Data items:
________________
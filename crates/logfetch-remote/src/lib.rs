//! logfetch-remote: fan a log retrieval out to several logfetch servers.
//!
//! Each remote `/logs` response is streamed chunk by chunk and re-emitted as
//! NUL-terminated frames on one shared output:
//!
//! ```text
//! <endpoint-url>\n<chunk bytes>\0
//! ```
//!
//! A failing endpoint produces an `Error: ...` frame instead of failing its
//! siblings. Only a failure of the shared output aborts the aggregate.

pub mod aggregate;
pub mod fetch;
pub mod frame;

pub use aggregate::{AggregateError, AggregateSummary, MultiSourceAggregator};
pub use fetch::{ChunkStream, EndpointError, HttpFetcher, SourceFetcher};
pub use frame::{Frame, FrameDecoder, TruncatedStream, FRAME_TERMINATOR};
________________
(WORK INSTRUCTION):
Among the entries above, how many lines include "shared"? State the number and nothing else.

(YOUR RESPONSE):
2